Beautiful work. Thank you. I have a question regarding adapting your work to my use case.
I have my custom model which takes gender and image as input to predict age (Image regression) I am interested to improve performance using guided integrated gradients and also generate saliency maps to see what features my current model is focusing on.
How can I make changes to the call_model_function to give me the regression score (age in this case)?
I have changed the layer is relu. I see output tensors, but I'm interested in generating Mean absolute values (nn.L1Loss).

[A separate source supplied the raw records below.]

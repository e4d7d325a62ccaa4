//! Lock-free bit fields.
//!
//! A bit field is one machine word treated as a set of independent boolean
//! flags. Every mutation is a compare-and-swap retry loop: load the word,
//! compute the new word from the old one and the mask, attempt the CAS and
//! retry with the freshly observed value on failure. Each operation is
//! therefore linearizable with respect to every other operation on the same
//! field.
//!
//! The loop has no backoff and no retry bound. Contention windows are a single
//! word wide, so in practice a retry is rare; under pathological contention a
//! caller can in principle starve.

use core::fmt;
use core::sync::atomic::Ordering;

use num_traits::Zero;

use super::bit::BitView;
use super::word::BitWord;
use crate::marker::NonCopyable;

/// A lock-free bit field over the word type `W`.
///
/// Starts zeroed. Share it by reference (or behind an `Arc`); it is
/// deliberately not `Clone`.
///
/// ```
/// use tinysync::AtomicBitField32;
///
/// let flags = AtomicBitField32::new();
/// flags.or(0b1011);
/// assert_eq!(flags.clear(0b0011), 0b0011);
/// assert_eq!(flags.swap(), 0b1000);
/// assert_eq!(flags.get(), 0);
/// ```
pub struct AtomicBitField<W: BitWord> {
    value: W::Atomic,
    _marker: NonCopyable,
}

/// A 32-bit lock-free bit field.
pub type AtomicBitField32 = AtomicBitField<u32>;

/// A 64-bit lock-free bit field.
pub type AtomicBitField64 = AtomicBitField<u64>;

impl<W: BitWord> AtomicBitField<W> {
    /// Width of the field in bits.
    pub const BITS: u32 = W::BITS;

    /// Creates a zeroed bit field.
    #[inline]
    pub fn new() -> Self {
        Self {
            value: W::new_atomic(W::zero()),
            _marker: NonCopyable::new(),
        }
    }

    /// Runs the CAS retry loop, returning the value the successful CAS replaced.
    #[inline(always)]
    fn update(&self, f: impl Fn(W) -> W) -> W {
        let mut current = W::load(&self.value, Ordering::Acquire);
        loop {
            match W::compare_exchange_weak(
                &self.value,
                current,
                f(current),
                Ordering::AcqRel,
                Ordering::Acquire,
            ) {
                Ok(previous) => return previous,
                Err(observed) => current = observed,
            }
        }
    }

    /// Sets every bit that is set in `mask`.
    #[inline]
    pub fn or(&self, mask: W) {
        self.update(|v| v | mask);
    }

    /// Clears every bit that is *not* set in `mask`.
    #[inline]
    pub fn and(&self, mask: W) {
        self.update(|v| v & mask);
    }

    /// Flips every bit that is set in `mask`.
    #[inline]
    pub fn xor(&self, mask: W) {
        self.update(|v| v ^ mask);
    }

    /// Clears every bit that is set in `mask` (AND NOT).
    ///
    /// Returns the bits of `mask` that were set before the call, i.e.
    /// `previous & mask`. A non-zero result means this caller was the one that
    /// cleared those bits, which gives test-and-clear semantics.
    #[inline]
    pub fn clear(&self, mask: W) -> W {
        self.update(|v| v & !mask) & mask
    }

    /// Sets bit `bit` to 1.
    ///
    /// # Panics
    /// Panics if `bit >= Self::BITS`.
    #[inline]
    pub fn set(&self, bit: u32) {
        self.or(W::mask_for(bit));
    }

    /// Sets bit `bit` to 0.
    ///
    /// # Panics
    /// Panics if `bit >= Self::BITS`.
    #[inline]
    pub fn unset(&self, bit: u32) {
        self.clear(W::mask_for(bit));
    }

    /// Returns whether bit `bit` is currently set.
    ///
    /// # Panics
    /// Panics if `bit >= Self::BITS`.
    #[inline]
    pub fn is_set(&self, bit: u32) -> bool {
        let mask = W::mask_for(bit);
        (self.get() & mask) == mask
    }

    /// Atomically resets the field to zero and returns its previous value.
    ///
    /// Useful for draining a set of event flags in one step.
    #[inline]
    pub fn swap(&self) -> W {
        W::swap(&self.value, W::zero(), Ordering::AcqRel)
    }

    /// Returns the current value.
    #[inline]
    pub fn get(&self) -> W {
        W::load(&self.value, Ordering::Acquire)
    }

    /// Returns a view of a single bit.
    ///
    /// # Panics
    /// Panics if `index >= Self::BITS`.
    #[inline]
    pub fn bit(&self, index: u32) -> BitView<'_, W> {
        BitView::new(self, index)
    }
}

impl<W: BitWord> Default for AtomicBitField<W> {
    fn default() -> Self {
        Self::new()
    }
}

impl<W: BitWord> fmt::Debug for AtomicBitField<W> {
    fn fmt(&self, f: &mut fmt::Formatter<'_>) -> fmt::Result {
        f.debug_struct("AtomicBitField")
            .field("bits", &format_args!("{:#0width$b}", self.get(), width = W::BITS as usize + 2))
            .finish()
    }
}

target_label = data[0]['label'] #190

def call_model_function(images, call_model_args=None, expected_keys=None):
    images = PreprocessImages(images)
    target_class_idx =  call_model_args[class_idx_str]
    output = model(images)
    m = torch.nn.ReLU()
    output = m(output)

    if saliency.base.INPUT_OUTPUT_GRADIENTS in expected_keys:
        outputs = output[:,target_class_idx]
        grads = torch.autograd.grad(outputs, images, grad_outputs=torch.ones_like(outputs))
        grads = torch.movedim(grads[0], 1, 3)
        gradients = grads.detach().numpy()
        return {saliency.base.INPUT_OUTPUT_GRADIENTS: gradients}
    else:
        one_hot = torch.zeros_like(output)
        one_hot[:,target_class_idx] = 1
        model.zero_grad()
        output.backward(gradient=one_hot, retain_graph=True)
        return conv_layer_outputs

Any help is appreciated :)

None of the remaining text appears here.